— About this exercise —
Scan the data for "impl" and copy the lines it appears in.

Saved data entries

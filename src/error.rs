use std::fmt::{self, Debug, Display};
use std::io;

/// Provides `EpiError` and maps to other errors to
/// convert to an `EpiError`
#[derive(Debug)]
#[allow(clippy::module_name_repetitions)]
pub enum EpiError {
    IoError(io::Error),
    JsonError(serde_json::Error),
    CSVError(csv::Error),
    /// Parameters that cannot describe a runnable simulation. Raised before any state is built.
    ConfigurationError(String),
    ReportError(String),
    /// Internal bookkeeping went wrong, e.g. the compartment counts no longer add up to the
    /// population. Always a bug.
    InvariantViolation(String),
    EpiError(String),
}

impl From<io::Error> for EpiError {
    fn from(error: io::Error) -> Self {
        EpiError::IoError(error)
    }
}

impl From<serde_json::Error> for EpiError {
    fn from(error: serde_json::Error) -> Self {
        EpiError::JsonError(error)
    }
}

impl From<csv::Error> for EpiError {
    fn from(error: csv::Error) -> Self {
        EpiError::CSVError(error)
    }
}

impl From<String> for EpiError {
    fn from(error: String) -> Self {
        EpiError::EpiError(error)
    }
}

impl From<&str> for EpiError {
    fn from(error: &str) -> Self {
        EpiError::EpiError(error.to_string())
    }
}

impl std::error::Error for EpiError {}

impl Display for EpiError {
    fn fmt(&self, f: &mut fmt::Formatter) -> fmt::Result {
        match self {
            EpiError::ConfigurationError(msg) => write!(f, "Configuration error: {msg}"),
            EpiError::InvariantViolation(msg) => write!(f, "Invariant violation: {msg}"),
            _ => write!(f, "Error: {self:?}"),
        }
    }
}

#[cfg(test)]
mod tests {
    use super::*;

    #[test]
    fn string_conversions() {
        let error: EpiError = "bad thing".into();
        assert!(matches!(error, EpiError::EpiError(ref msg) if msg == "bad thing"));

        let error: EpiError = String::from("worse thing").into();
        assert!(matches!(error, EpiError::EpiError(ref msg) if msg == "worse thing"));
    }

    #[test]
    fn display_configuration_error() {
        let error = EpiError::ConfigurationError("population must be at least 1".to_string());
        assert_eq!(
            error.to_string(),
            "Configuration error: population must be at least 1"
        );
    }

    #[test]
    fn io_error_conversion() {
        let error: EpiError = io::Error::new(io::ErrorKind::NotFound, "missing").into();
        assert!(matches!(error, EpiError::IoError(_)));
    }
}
---
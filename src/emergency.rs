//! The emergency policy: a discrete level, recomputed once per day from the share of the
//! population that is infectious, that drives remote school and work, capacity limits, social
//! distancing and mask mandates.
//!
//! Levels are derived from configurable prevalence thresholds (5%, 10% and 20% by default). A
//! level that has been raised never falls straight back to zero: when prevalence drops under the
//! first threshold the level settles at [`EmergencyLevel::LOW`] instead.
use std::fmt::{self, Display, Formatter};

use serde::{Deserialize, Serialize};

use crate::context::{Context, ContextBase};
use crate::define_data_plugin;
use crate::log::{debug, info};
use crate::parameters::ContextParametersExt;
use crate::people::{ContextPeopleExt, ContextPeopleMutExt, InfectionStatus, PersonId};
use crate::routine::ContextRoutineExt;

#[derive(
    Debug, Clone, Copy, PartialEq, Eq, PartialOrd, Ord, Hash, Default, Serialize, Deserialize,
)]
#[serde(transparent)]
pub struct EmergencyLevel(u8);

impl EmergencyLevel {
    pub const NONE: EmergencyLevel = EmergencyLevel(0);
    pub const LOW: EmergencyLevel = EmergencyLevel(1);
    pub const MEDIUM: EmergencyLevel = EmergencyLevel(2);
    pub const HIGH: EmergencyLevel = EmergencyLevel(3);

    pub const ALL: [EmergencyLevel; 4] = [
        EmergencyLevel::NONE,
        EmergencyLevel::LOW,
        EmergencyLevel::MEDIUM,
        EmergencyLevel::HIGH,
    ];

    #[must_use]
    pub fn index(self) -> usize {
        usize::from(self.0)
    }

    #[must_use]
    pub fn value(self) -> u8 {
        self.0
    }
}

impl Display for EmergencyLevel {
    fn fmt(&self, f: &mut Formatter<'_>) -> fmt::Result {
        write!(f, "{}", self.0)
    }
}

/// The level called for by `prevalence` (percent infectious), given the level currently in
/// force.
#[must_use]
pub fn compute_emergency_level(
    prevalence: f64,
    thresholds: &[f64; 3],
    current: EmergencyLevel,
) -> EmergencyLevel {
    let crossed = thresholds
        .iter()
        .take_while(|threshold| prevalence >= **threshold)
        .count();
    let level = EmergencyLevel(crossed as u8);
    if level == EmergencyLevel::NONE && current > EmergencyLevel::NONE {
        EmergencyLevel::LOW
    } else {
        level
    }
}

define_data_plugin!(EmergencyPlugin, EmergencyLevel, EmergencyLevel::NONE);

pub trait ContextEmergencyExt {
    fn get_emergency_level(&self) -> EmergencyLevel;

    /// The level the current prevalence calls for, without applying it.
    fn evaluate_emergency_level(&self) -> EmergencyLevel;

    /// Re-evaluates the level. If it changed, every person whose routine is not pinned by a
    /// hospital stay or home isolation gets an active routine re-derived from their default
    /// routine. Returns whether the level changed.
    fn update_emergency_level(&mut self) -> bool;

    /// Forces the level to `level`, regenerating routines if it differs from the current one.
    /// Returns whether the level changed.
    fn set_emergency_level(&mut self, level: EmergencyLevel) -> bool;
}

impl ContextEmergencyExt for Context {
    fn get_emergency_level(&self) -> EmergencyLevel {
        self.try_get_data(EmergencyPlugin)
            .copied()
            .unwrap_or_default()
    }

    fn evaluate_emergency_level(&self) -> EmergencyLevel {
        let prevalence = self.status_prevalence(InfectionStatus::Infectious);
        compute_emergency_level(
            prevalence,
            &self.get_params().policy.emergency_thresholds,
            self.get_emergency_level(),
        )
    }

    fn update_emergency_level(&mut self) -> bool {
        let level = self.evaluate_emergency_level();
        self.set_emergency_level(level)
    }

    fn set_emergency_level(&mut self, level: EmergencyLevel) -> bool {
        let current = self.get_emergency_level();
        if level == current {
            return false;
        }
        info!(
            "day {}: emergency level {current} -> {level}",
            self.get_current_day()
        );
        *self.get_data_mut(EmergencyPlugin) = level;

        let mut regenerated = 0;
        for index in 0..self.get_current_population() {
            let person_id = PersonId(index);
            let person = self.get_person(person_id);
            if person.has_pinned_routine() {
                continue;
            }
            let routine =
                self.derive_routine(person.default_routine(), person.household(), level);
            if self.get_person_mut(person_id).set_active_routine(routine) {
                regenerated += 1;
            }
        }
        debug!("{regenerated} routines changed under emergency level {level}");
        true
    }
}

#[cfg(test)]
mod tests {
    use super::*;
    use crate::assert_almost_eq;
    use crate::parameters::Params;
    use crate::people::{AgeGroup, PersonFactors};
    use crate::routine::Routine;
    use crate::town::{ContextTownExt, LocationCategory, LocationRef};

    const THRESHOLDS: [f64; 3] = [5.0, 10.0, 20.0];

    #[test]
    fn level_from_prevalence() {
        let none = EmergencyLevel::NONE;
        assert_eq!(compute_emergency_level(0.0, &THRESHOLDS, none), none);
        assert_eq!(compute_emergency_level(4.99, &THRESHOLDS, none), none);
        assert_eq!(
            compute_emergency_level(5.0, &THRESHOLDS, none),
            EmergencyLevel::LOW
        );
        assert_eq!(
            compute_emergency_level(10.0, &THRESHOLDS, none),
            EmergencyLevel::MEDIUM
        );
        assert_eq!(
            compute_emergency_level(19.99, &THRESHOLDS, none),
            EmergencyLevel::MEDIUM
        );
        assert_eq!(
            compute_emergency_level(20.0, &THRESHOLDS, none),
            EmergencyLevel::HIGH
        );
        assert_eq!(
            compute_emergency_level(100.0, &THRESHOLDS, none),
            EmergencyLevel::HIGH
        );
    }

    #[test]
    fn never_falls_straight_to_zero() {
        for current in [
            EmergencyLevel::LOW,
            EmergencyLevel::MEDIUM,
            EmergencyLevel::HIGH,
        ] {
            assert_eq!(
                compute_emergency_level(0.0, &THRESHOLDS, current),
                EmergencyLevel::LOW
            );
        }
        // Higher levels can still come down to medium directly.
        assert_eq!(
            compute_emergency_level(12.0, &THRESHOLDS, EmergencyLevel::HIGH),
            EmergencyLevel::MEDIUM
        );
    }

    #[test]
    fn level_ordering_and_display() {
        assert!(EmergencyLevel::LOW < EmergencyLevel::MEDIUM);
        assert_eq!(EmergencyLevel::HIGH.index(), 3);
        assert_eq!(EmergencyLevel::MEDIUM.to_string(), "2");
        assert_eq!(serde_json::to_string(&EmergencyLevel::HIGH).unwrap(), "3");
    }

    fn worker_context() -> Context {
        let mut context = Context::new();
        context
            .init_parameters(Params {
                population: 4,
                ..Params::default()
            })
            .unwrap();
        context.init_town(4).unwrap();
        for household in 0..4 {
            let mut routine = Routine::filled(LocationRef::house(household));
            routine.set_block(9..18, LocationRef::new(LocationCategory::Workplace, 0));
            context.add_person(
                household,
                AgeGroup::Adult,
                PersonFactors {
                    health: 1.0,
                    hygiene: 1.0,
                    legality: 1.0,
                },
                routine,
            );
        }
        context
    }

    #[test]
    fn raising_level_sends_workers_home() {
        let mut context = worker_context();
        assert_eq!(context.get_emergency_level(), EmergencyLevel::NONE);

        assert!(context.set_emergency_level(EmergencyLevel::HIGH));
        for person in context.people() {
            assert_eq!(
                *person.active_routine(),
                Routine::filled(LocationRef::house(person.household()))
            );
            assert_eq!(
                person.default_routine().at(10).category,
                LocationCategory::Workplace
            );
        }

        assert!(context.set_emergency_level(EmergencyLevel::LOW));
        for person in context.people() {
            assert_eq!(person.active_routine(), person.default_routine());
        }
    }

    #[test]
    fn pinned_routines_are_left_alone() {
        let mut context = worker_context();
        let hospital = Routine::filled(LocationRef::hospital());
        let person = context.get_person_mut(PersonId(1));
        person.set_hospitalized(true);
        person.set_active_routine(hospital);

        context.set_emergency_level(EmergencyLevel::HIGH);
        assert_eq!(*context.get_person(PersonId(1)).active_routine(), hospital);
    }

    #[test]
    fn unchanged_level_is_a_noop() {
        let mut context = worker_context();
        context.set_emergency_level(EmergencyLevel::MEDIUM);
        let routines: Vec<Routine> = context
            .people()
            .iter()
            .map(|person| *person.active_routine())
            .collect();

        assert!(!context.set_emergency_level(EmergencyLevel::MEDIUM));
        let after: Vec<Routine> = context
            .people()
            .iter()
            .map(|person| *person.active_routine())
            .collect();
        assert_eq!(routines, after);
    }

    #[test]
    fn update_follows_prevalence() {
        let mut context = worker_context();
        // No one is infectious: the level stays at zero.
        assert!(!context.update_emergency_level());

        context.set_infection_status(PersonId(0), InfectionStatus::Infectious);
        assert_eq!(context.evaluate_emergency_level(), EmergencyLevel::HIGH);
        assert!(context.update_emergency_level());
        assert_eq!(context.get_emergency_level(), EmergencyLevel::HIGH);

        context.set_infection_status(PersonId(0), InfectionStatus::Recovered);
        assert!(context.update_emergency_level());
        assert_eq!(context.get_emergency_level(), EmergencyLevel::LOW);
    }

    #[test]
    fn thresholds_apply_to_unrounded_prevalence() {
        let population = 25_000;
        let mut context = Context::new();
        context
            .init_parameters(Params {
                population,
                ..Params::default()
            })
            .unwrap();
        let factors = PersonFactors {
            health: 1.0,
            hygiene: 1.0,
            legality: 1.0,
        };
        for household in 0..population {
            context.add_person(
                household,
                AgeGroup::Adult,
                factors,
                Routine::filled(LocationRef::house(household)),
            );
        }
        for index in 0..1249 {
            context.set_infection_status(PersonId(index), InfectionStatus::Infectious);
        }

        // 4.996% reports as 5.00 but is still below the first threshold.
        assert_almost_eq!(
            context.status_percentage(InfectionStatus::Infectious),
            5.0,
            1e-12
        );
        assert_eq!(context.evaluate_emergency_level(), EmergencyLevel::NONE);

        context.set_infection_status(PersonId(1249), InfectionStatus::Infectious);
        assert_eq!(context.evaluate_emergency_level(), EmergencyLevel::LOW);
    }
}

— Exercise result —
impl From<io::Error> for EpiError {
impl From<serde_json::Error> for EpiError {
impl From<csv::Error> for EpiError {
impl From<String> for EpiError {
impl From<&str> for EpiError {
impl std::error::Error for EpiError {}
impl Display for EpiError {
impl EmergencyLevel {
impl Display for EmergencyLevel {
impl ContextEmergencyExt for Context {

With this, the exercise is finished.